Polish premier slams German plans to introduce border controls with neighbors

Donald Tusk says 'such actions are unacceptable'

By Jo Harper

WARSAW (AA) - The decision by Germany to start controls on all land borders is unacceptable, Polish Prime Minister Donald Tusk said on Tuesday.

“Such actions are unacceptable from the Polish perspective,” Tusk said on Tuesday in Warsaw at a meeting of heads of Polish diplomatic missions.

He said Berlin's actions mean "de facto a large-scale suspension of the Schengen area." The Schengen area includes 25 of the 27 EU member states and other countries, and allows free travel between them without border controls.

Germany is introducing temporary border controls in its fight against illegal migration and the threat of extremism, Interior Minister Nancy Faeser said on Monday, announcing that controls on land borders will begin on Sept. 16 and last for six months.

The country shares a land border with the Netherlands, Belgium, Denmark, Luxembourg, Switzerland, Austria, France, the Czech Republic, and Poland.

“Poland does not need to strengthen controls on our border, but to strengthen the participation of countries such as Germany in guarding and securing the external borders of the European Union,” Tusk said.

"In the coming hours we will contact other countries that will be affected by these decisions of Berlin for urgent consultations on the action on the EU forum in this matter. I hope that we will discuss this in the spirit of the European Union."

“Poland does not need anyone to lecture us on this issue. We were the most consistent country when it comes to warning against imprudent decisions concerning both Ukraine, Russia and migration policy,” the premier argued.

"We will be the guarantors that this policy will never turn into xenophobic policy. We have undertaken a difficult task and Poland is fulfilling this task well. We do not fall into the trap of populism or authoritarian tendencies, but at the same time we do not succumb to the myth that democracy and human rights are in conflict with the tough policy of the state when it comes to defending the border."

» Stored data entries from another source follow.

//! Reactive Context
//!
//! The reactive context tracks which computation is currently running.
//! This enables automatic dependency tracking: when a reactive field is read,
//! the current computation is subscribed to that field's dependency set.
//!
//! # Implementation
//!
//! We use a thread-local stack of running effects. Entering a context (running
//! an effect) pushes the effect; dropping the returned guard pops it. Because
//! the pop happens in `Drop`, the enclosing effect is restored on every exit
//! path, including a panic unwinding out of the effect body.
//!
//! An entry may also be empty: [`untrack`] pushes a blank entry so that reads
//! inside it register nothing, even when an effect is running further down the
//! stack.

use std::cell::RefCell;
use std::rc::Rc;

use super::effect::EffectCore;
use super::SubscriberId;

thread_local! {
    static CONTEXT_STACK: RefCell<Vec<Option<Rc<EffectCore>>>> = const { RefCell::new(Vec::new()) };
}

/// Guard that pops the context when dropped.
pub struct ReactiveContext {
    subscriber_id: Option<SubscriberId>,
}

impl ReactiveContext {
    /// Make `effect` the active computation until the guard is dropped.
    pub(crate) fn enter(effect: Rc<EffectCore>) -> Self {
        let subscriber_id = Some(effect.id());
        CONTEXT_STACK.with(|stack| stack.borrow_mut().push(Some(effect)));
        Self { subscriber_id }
    }

    /// Suspend tracking until the guard is dropped.
    fn enter_untracked() -> Self {
        CONTEXT_STACK.with(|stack| stack.borrow_mut().push(None));
        Self {
            subscriber_id: None,
        }
    }

    /// Check if a computation is currently collecting dependencies.
    pub fn is_active() -> bool {
        CONTEXT_STACK.with(|stack| matches!(stack.borrow().last(), Some(Some(_))))
    }

    /// Get the id of the computation currently collecting dependencies.
    pub fn current_subscriber() -> Option<SubscriberId> {
        Self::current().map(|effect| effect.id())
    }

    /// Number of entries on the stack, tracked or not.
    pub fn depth() -> usize {
        CONTEXT_STACK.with(|stack| stack.borrow().len())
    }

    pub(crate) fn current() -> Option<Rc<EffectCore>> {
        CONTEXT_STACK.with(|stack| stack.borrow().last().cloned().flatten())
    }
}

impl Drop for ReactiveContext {
    fn drop(&mut self) {
        let popped = CONTEXT_STACK.try_with(|stack| stack.borrow_mut().pop());

        if let Ok(Some(entry)) = popped {
            debug_assert_eq!(
                entry.as_ref().map(|effect| effect.id()),
                self.subscriber_id,
                "ReactiveContext mismatch"
            );
        }
    }
}

/// Run `f` without subscribing the active computation to anything it reads.
pub fn untrack<T>(f: impl FnOnce() -> T) -> T {
    let _ctx = ReactiveContext::enter_untracked();
    f()
}

#[cfg(test)]
mod tests {
    use super::*;
    use crate::reactive::ReactiveEffect;

    #[test]
    fn context_tracks_effect() {
        assert!(!ReactiveContext::is_active());
        assert!(ReactiveContext::current_subscriber().is_none());

        let effect = ReactiveEffect::new(|| ());
        {
            let _ctx = ReactiveContext::enter(effect.core());
            assert!(ReactiveContext::is_active());
            assert_eq!(ReactiveContext::current_subscriber(), Some(effect.id()));
        }

        assert!(!ReactiveContext::is_active());
        assert_eq!(ReactiveContext::depth(), 0);
    }

    #[test]
    fn nested_contexts_restore_parent() {
        let outer = ReactiveEffect::new(|| ());
        let inner = ReactiveEffect::new(|| ());

        {
            let _outer = ReactiveContext::enter(outer.core());
            {
                let _inner = ReactiveContext::enter(inner.core());
                assert_eq!(ReactiveContext::current_subscriber(), Some(inner.id()));
            }
            assert_eq!(ReactiveContext::current_subscriber(), Some(outer.id()));
        }

        assert!(ReactiveContext::current_subscriber().is_none());
    }

    #[test]
    fn untrack_hides_the_active_effect() {
        let effect = ReactiveEffect::new(|| ());
        let _ctx = ReactiveContext::enter(effect.core());

        untrack(|| {
            assert!(!ReactiveContext::is_active());
            assert_eq!(ReactiveContext::depth(), 2);
        });

        assert!(ReactiveContext::is_active());
    }
}
//! Descriptor Tree
//!
//! A [`VNode`] describes one node of the target tree for a single render:
//! an element, a text node, a fragment (a list of siblings without a wrapper)
//! or a component. Render functions build a fresh tree on every run; the
//! reconciler diffs it against the previous one.
//!
//! Descriptors are immutable apart from the bookkeeping the reconciler
//! attaches while mounting: the host node they produced and, for components,
//! the live component instance.

mod props;

use std::cell::{Cell, RefCell};
use std::fmt;
use std::rc::Rc;

use bitflags::bitflags;

use crate::component::{Component, ComponentInstance};
use crate::host::HostNode;

pub use props::{handler_key, Key, Props};

bitflags! {
    /// Classification of a descriptor and of its children.
    #[derive(Debug, Clone, Copy, PartialEq, Eq, Hash)]
    pub struct ShapeFlags: u16 {
        const ELEMENT        = 0b0000_0001;
        const COMPONENT      = 0b0000_0010;
        const TEXT_CHILDREN  = 0b0000_0100;
        const ARRAY_CHILDREN = 0b0000_1000;
    }
}

/// What a descriptor stands for.
#[derive(Clone)]
pub enum VNodeType {
    Element(Rc<str>),
    Text,
    Fragment,
    Component(Component),
}

impl VNodeType {
    fn same(&self, other: &VNodeType) -> bool {
        match (self, other) {
            (VNodeType::Element(a), VNodeType::Element(b)) => a == b,
            (VNodeType::Text, VNodeType::Text) => true,
            (VNodeType::Fragment, VNodeType::Fragment) => true,
            (VNodeType::Component(a), VNodeType::Component(b)) => a.ptr_eq(b),
            _ => false,
        }
    }
}

impl fmt::Debug for VNodeType {
    fn fmt(&self, f: &mut fmt::Formatter<'_>) -> fmt::Result {
        match self {
            VNodeType::Element(tag) => write!(f, "<{tag}>"),
            VNodeType::Text => f.write_str("Text"),
            VNodeType::Fragment => f.write_str("Fragment"),
            VNodeType::Component(component) => write!(f, "Component({})", component.name()),
        }
    }
}

impl From<&str> for VNodeType {
    fn from(tag: &str) -> Self {
        VNodeType::Element(Rc::from(tag))
    }
}

impl From<Component> for VNodeType {
    fn from(component: Component) -> Self {
        VNodeType::Component(component)
    }
}

impl From<&Component> for VNodeType {
    fn from(component: &Component) -> Self {
        VNodeType::Component(component.clone())
    }
}

/// Content of a descriptor.
#[derive(Clone, Default)]
pub enum Children {
    #[default]
    None,
    Text(Rc<str>),
    Nodes(Vec<VNode>),
}

impl Children {
    pub fn is_none(&self) -> bool {
        matches!(self, Children::None)
    }

    pub fn as_nodes(&self) -> &[VNode] {
        match self {
            Children::Nodes(nodes) => nodes,
            _ => &[],
        }
    }

    pub fn as_text(&self) -> Option<&str> {
        match self {
            Children::Text(text) => Some(text),
            _ => None,
        }
    }

    fn shape(&self) -> ShapeFlags {
        match self {
            Children::None => ShapeFlags::empty(),
            Children::Text(_) => ShapeFlags::TEXT_CHILDREN,
            Children::Nodes(_) => ShapeFlags::ARRAY_CHILDREN,
        }
    }
}

impl fmt::Debug for Children {
    fn fmt(&self, f: &mut fmt::Formatter<'_>) -> fmt::Result {
        match self {
            Children::None => f.write_str("None"),
            Children::Text(text) => write!(f, "{text:?}"),
            Children::Nodes(nodes) => f.debug_list().entries(nodes).finish(),
        }
    }
}

impl From<()> for Children {
    fn from(_: ()) -> Self {
        Children::None
    }
}

impl From<&str> for Children {
    fn from(text: &str) -> Self {
        Children::Text(Rc::from(text))
    }
}

impl From<String> for Children {
    fn from(text: String) -> Self {
        Children::Text(Rc::from(text))
    }
}

impl From<Vec<VNode>> for Children {
    fn from(nodes: Vec<VNode>) -> Self {
        Children::Nodes(nodes)
    }
}

impl From<VNode> for Children {
    fn from(node: VNode) -> Self {
        Children::Nodes(vec![node])
    }
}

struct VNodeInner {
    ty: VNodeType,
    props: Props,
    children: Children,
    key: Option<Key>,
    shape: ShapeFlags,
    el: Cell<Option<HostNode>>,
    anchor: Cell<Option<HostNode>>,
    component: RefCell<Option<Rc<ComponentInstance>>>,
}

/// One node of a descriptor tree. Cloning shares the node.
#[derive(Clone)]
pub struct VNode(Rc<VNodeInner>);

impl VNode {
    /// Build a descriptor; a `key` prop becomes the node key and is not
    /// forwarded to the host.
    pub fn new(ty: VNodeType, mut props: Props, children: Children) -> Self {
        let key = props.remove("key").as_ref().and_then(Key::from_value);

        // Fragments always hold a node list.
        let children = match (&ty, children) {
            (VNodeType::Fragment, Children::Text(content)) => {
                Children::Nodes(vec![text(content.as_ref())])
            }
            (_, children) => children,
        };

        let shape = match &ty {
            VNodeType::Element(_) => ShapeFlags::ELEMENT,
            VNodeType::Component(_) => ShapeFlags::COMPONENT,
            VNodeType::Text | VNodeType::Fragment => ShapeFlags::empty(),
        } | children.shape();

        Self(Rc::new(VNodeInner {
            ty,
            props,
            children,
            key,
            shape,
            el: Cell::new(None),
            anchor: Cell::new(None),
            component: RefCell::new(None),
        }))
    }

    pub fn ty(&self) -> &VNodeType {
        &self.0.ty
    }

    pub fn props(&self) -> &Props {
        &self.0.props
    }

    pub fn children(&self) -> &Children {
        &self.0.children
    }

    pub fn key(&self) -> Option<&Key> {
        self.0.key.as_ref()
    }

    pub fn shape(&self) -> ShapeFlags {
        self.0.shape
    }

    /// Host node produced by mounting: the element or text node, the start
    /// anchor of a fragment, or the root of a component's subtree.
    pub fn el(&self) -> Option<HostNode> {
        self.0.el.get()
    }

    /// End anchor of a mounted fragment.
    pub fn anchor(&self) -> Option<HostNode> {
        self.0.anchor.get()
    }

    /// Live instance of a mounted component descriptor.
    pub fn component(&self) -> Option<Rc<ComponentInstance>> {
        self.0.component.borrow().clone()
    }

    pub(crate) fn set_el(&self, el: Option<HostNode>) {
        self.0.el.set(el);
    }

    pub(crate) fn set_anchor(&self, anchor: Option<HostNode>) {
        self.0.anchor.set(anchor);
    }

    pub(crate) fn set_component(&self, instance: Option<Rc<ComponentInstance>>) {
        *self.0.component.borrow_mut() = instance;
    }

    /// Same type and same key: the reconciler may patch one into the other.
    pub fn is_same_vnode(&self, other: &VNode) -> bool {
        self.0.ty.same(&other.0.ty) && self.0.key == other.0.key
    }

    pub fn ptr_eq(&self, other: &VNode) -> bool {
        Rc::ptr_eq(&self.0, &other.0)
    }
}

impl fmt::Debug for VNode {
    fn fmt(&self, f: &mut fmt::Formatter<'_>) -> fmt::Result {
        let mut debug = f.debug_struct("VNode");
        debug.field("type", &self.0.ty);
        if let Some(key) = &self.0.key {
            debug.field("key", key);
        }
        if !self.0.props.is_empty() {
            debug.field("props", &self.0.props);
        }
        if !self.0.children.is_none() {
            debug.field("children", &self.0.children);
        }
        debug.finish()
    }
}

/// Build an element or component descriptor.
///
/// ```rust
/// use trellis_core::vnode::{h, text, Props, ShapeFlags};
///
/// let list = h("ul", Props::new().with("class", "items"), vec![
///     h("li", Props::new().with("key", 1), "one"),
///     h("li", Props::new().with("key", 2), "two"),
/// ]);
/// assert!(list.shape().contains(ShapeFlags::ELEMENT | ShapeFlags::ARRAY_CHILDREN));
/// assert!(list.children().as_nodes()[0].key().is_some());
/// # let _ = text("");
/// ```
pub fn h(ty: impl Into<VNodeType>, props: Props, children: impl Into<Children>) -> VNode {
    VNode::new(ty.into(), props, children.into())
}

/// Build a text descriptor.
pub fn text(content: impl Into<Rc<str>>) -> VNode {
    VNode::new(VNodeType::Text, Props::new(), Children::Text(content.into()))
}

/// Build a fragment descriptor.
pub fn fragment(children: Vec<VNode>) -> VNode {
    VNode::new(VNodeType::Fragment, Props::new(), Children::Nodes(children))
}

/// Build a keyed fragment descriptor.
pub fn keyed_fragment(key: impl Into<Key>, children: Vec<VNode>) -> VNode {
    let key: Key = key.into();
    let props = Props::new().with("key", key);
    VNode::new(VNodeType::Fragment, props, Children::Nodes(children))
}

#[cfg(test)]
mod tests {
    use super::*;

    #[test]
    fn key_is_extracted_from_props() {
        let node = h("li", Props::new().with("key", "a").with("class", "x"), ());
        assert_eq!(node.key(), Some(&Key::from("a")));
        assert!(!node.props().contains_key("key"));
        assert!(node.props().contains_key("class"));
    }

    #[test]
    fn shape_flags() {
        let el = h("p", Props::new(), "hi");
        assert_eq!(el.shape(), ShapeFlags::ELEMENT | ShapeFlags::TEXT_CHILDREN);

        let empty = h("br", Props::new(), ());
        assert_eq!(empty.shape(), ShapeFlags::ELEMENT);

        assert!(text("x").shape().is_empty());

        let component = crate::component::ComponentDef::new("C").build();
        assert_eq!(h(&component, Props::new(), ()).shape(), ShapeFlags::COMPONENT);
    }

    #[test]
    fn fragments_normalize_text_children() {
        let node = h(VNodeType::Fragment, Props::new(), "hello");
        let children = node.children().as_nodes();
        assert_eq!(children.len(), 1);
        assert!(matches!(children[0].ty(), VNodeType::Text));
        assert_eq!(children[0].children().as_text(), Some("hello"));
    }

    #[test]
    fn same_vnode_compares_type_and_key() {
        let a = h("li", Props::new().with("key", 1), ());
        let b = h("li", Props::new().with("key", 1), "changed");
        let c = h("li", Props::new().with("key", 2), ());
        let d = h("div", Props::new().with("key", 1), ());

        assert!(a.is_same_vnode(&b));
        assert!(!a.is_same_vnode(&c));
        assert!(!a.is_same_vnode(&d));
        assert!(fragment(vec![]).is_same_vnode(&fragment(vec![text("x")])));
        assert!(!keyed_fragment(1, vec![]).is_same_vnode(&keyed_fragment(2, vec![])));
    }
}
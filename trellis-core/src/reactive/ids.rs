//! Identity types for the reactive graph.
//!
//! Effects and source objects are tracked in side tables keyed by a stable
//! numeric identity instead of by address, so entries can be looked up and
//! removed without holding the value itself.

use std::fmt;
use std::sync::atomic::{AtomicU64, Ordering};

/// Identity of a computation (effect, computed, watcher, render effect).
#[derive(Debug, Clone, Copy, PartialEq, Eq, PartialOrd, Ord, Hash)]
pub struct SubscriberId(u64);

impl SubscriberId {
    pub(crate) fn next() -> Self {
        static COUNTER: AtomicU64 = AtomicU64::new(1);
        Self(COUNTER.fetch_add(1, Ordering::Relaxed))
    }

    /// Raw numeric value, for logging.
    pub fn raw(self) -> u64 {
        self.0
    }
}

impl fmt::Display for SubscriberId {
    fn fmt(&self, f: &mut fmt::Formatter<'_>) -> fmt::Result {
        write!(f, "effect#{}", self.0)
    }
}

/// Identity of a raw source object.
///
/// Two handles to the same [`Object`](super::Object) always report the same
/// id; the id is never reused while the process runs.
#[derive(Debug, Clone, Copy, PartialEq, Eq, PartialOrd, Ord, Hash)]
pub struct ObjectId(u64);

impl ObjectId {
    pub(crate) fn next() -> Self {
        static COUNTER: AtomicU64 = AtomicU64::new(1);
        Self(COUNTER.fetch_add(1, Ordering::Relaxed))
    }

    /// Raw numeric value, for logging.
    pub fn raw(self) -> u64 {
        self.0
    }
}

impl fmt::Display for ObjectId {
    fn fmt(&self, f: &mut fmt::Formatter<'_>) -> fmt::Result {
        write!(f, "object#{}", self.0)
    }
}

#[cfg(test)]
mod tests {
    use super::*;

    #[test]
    fn ids_are_unique() {
        let a = SubscriberId::next();
        let b = SubscriberId::next();
        assert_ne!(a, b);

        let x = ObjectId::next();
        let y = ObjectId::next();
        assert_ne!(x, y);
        assert!(y.raw() > x.raw());
    }
}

The German government led by Chancellor Olaf Scholz has been looking for ways to curb migration in the face of public concern and following a deadly knife attack last month in the city of Solingen. Three people were fatally stabbed at a street festival in the western town.

Meanwhile, the AfD earlier this month became the first far-right party since World War II to win a state election, in Thuringia, after campaigning on the issue of migration.